#### [TASK STATEMENT]
Your answer must consist of every line from the data below that includes the word "AppError".

#### [INPUT DATA]
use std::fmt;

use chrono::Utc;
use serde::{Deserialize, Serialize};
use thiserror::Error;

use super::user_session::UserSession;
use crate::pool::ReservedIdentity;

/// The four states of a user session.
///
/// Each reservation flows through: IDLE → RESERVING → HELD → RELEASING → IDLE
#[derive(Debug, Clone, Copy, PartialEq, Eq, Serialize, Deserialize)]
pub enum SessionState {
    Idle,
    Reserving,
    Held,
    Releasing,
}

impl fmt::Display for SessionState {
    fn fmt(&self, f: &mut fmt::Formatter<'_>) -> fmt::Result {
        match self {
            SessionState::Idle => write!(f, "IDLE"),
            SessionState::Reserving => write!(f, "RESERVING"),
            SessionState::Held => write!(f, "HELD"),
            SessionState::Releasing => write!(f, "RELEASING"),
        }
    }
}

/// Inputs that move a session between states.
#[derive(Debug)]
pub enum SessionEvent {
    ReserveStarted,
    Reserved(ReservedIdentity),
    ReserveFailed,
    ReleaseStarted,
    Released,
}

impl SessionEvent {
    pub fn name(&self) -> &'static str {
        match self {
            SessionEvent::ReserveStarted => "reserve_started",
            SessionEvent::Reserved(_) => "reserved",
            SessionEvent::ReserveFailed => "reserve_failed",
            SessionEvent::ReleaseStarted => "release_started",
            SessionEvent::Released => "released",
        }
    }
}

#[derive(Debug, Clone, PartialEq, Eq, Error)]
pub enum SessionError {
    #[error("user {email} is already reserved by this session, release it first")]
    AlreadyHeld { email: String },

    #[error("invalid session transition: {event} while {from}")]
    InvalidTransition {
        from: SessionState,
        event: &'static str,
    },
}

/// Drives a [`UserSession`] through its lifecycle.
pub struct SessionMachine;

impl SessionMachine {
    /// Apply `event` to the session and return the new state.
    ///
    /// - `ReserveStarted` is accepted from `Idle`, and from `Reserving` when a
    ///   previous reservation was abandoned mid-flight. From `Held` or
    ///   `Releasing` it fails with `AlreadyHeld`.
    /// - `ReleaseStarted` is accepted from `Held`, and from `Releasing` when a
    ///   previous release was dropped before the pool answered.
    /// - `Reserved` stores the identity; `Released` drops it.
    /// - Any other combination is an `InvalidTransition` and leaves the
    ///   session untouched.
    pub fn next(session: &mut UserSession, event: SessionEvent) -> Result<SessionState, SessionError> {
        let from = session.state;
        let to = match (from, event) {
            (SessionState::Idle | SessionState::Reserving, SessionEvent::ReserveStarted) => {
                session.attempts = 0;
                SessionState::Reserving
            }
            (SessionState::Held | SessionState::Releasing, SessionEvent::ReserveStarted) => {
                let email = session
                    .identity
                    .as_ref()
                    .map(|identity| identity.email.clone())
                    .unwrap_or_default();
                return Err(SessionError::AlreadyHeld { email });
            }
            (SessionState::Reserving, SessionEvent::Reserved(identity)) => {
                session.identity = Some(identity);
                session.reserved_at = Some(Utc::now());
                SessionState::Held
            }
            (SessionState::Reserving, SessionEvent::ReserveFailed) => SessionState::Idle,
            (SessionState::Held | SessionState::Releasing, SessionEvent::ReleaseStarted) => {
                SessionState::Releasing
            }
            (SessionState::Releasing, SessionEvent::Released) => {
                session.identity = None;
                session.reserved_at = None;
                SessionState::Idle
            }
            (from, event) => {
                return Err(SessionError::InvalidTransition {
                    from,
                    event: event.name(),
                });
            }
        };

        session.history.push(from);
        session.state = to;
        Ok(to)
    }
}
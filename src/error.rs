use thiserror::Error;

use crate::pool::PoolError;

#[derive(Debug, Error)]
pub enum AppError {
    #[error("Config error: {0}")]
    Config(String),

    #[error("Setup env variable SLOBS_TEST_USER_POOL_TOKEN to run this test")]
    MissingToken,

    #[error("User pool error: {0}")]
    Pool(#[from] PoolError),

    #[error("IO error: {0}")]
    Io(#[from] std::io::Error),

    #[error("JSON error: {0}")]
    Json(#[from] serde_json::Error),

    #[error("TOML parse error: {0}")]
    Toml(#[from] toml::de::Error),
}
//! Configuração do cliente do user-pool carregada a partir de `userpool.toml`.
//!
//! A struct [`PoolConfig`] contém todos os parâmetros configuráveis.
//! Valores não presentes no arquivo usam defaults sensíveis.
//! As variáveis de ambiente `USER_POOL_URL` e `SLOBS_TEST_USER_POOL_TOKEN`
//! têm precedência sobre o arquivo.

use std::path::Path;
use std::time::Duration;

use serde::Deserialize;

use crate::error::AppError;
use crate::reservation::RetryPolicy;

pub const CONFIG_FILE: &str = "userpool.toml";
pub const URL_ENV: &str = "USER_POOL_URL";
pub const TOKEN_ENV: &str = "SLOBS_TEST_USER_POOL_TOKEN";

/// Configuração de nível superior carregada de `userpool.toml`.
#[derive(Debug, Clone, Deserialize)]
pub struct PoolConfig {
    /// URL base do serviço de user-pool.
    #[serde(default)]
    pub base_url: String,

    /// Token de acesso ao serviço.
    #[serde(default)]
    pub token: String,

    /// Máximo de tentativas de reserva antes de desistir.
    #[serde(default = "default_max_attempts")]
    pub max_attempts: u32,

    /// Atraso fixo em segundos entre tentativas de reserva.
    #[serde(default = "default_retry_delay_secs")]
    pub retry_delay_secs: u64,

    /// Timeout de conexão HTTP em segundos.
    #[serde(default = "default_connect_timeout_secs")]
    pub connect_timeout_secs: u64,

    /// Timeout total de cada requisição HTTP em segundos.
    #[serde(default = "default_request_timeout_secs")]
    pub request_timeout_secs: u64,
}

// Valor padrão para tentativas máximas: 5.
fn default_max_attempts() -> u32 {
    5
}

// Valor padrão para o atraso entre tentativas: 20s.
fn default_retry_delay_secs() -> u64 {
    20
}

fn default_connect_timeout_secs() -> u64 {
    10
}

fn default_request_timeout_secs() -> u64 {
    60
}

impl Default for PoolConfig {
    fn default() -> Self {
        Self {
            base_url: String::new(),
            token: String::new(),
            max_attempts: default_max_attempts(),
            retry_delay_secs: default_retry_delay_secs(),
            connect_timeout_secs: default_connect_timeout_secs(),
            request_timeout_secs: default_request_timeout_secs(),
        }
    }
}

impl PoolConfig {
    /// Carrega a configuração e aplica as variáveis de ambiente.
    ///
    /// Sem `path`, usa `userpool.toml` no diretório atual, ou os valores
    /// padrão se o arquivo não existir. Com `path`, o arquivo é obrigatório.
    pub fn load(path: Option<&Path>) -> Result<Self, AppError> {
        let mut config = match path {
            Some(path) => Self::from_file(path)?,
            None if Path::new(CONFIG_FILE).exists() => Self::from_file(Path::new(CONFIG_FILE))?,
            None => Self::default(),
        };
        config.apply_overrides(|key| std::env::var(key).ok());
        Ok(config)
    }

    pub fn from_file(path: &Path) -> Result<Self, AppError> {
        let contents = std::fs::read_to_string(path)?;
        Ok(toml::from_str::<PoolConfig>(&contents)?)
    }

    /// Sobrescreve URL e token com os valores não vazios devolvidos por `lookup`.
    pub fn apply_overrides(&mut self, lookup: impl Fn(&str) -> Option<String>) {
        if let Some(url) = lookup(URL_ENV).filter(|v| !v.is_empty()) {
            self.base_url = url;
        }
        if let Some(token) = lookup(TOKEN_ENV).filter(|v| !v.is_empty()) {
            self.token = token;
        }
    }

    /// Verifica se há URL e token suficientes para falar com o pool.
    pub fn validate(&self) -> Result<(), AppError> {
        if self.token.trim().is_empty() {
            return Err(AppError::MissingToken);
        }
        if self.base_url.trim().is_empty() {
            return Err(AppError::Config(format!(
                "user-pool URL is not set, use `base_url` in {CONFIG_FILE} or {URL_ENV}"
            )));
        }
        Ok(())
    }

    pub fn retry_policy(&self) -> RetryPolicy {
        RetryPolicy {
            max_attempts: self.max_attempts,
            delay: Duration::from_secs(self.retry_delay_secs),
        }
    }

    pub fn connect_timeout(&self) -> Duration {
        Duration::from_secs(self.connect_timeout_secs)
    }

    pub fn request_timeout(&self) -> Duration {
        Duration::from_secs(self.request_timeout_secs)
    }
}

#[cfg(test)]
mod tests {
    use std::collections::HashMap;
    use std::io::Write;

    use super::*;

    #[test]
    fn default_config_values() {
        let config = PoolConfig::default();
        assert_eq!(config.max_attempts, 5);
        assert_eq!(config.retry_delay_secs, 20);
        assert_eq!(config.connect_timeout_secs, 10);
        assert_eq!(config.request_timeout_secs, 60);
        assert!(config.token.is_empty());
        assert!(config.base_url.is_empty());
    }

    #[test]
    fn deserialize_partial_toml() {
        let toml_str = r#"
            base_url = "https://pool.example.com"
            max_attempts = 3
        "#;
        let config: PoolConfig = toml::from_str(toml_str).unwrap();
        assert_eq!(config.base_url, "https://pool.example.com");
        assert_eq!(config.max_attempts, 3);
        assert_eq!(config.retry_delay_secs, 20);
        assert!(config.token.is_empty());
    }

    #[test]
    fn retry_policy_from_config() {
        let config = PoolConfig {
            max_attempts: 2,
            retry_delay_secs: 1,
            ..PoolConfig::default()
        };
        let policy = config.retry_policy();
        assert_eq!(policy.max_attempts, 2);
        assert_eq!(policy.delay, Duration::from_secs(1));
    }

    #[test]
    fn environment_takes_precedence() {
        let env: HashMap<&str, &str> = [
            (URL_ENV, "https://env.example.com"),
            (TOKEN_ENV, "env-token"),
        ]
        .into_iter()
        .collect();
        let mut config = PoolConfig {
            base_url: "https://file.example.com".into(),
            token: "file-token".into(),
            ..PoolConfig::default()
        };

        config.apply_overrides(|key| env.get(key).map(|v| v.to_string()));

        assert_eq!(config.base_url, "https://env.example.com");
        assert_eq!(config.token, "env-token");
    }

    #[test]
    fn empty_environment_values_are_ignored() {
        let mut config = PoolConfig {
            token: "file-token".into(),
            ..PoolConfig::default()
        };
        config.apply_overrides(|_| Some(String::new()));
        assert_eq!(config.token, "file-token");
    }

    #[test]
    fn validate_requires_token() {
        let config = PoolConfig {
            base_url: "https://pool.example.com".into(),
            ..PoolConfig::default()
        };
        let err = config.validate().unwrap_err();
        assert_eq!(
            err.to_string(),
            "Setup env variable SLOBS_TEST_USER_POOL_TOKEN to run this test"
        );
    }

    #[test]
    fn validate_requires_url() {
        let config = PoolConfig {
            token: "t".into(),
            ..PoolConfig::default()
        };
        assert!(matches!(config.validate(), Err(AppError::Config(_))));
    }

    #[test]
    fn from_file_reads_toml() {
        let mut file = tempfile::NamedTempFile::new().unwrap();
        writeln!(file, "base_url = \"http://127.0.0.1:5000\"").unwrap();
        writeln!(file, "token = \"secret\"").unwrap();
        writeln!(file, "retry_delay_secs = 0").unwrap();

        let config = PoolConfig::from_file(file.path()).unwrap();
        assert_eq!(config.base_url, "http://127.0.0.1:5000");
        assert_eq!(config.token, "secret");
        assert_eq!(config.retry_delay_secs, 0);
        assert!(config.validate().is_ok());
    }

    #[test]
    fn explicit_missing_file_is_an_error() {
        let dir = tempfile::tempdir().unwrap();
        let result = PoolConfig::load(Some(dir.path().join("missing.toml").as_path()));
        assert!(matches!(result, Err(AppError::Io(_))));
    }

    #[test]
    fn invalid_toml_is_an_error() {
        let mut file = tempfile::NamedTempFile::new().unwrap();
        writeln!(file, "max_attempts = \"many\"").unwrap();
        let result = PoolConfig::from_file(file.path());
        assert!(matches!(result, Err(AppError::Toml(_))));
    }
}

#### [WRITTEN ANSWER]
pub enum AppError {
use crate::error::AppError;
    pub fn load(path: Option<&Path>) -> Result<Self, AppError> {
    pub fn from_file(path: &Path) -> Result<Self, AppError> {
    pub fn validate(&self) -> Result<(), AppError> {
            return Err(AppError::MissingToken);
            return Err(AppError::Config(format!(
        assert!(matches!(config.validate(), Err(AppError::Config(_))));
        assert!(matches!(result, Err(AppError::Io(_))));
        assert!(matches!(result, Err(AppError::Toml(_))));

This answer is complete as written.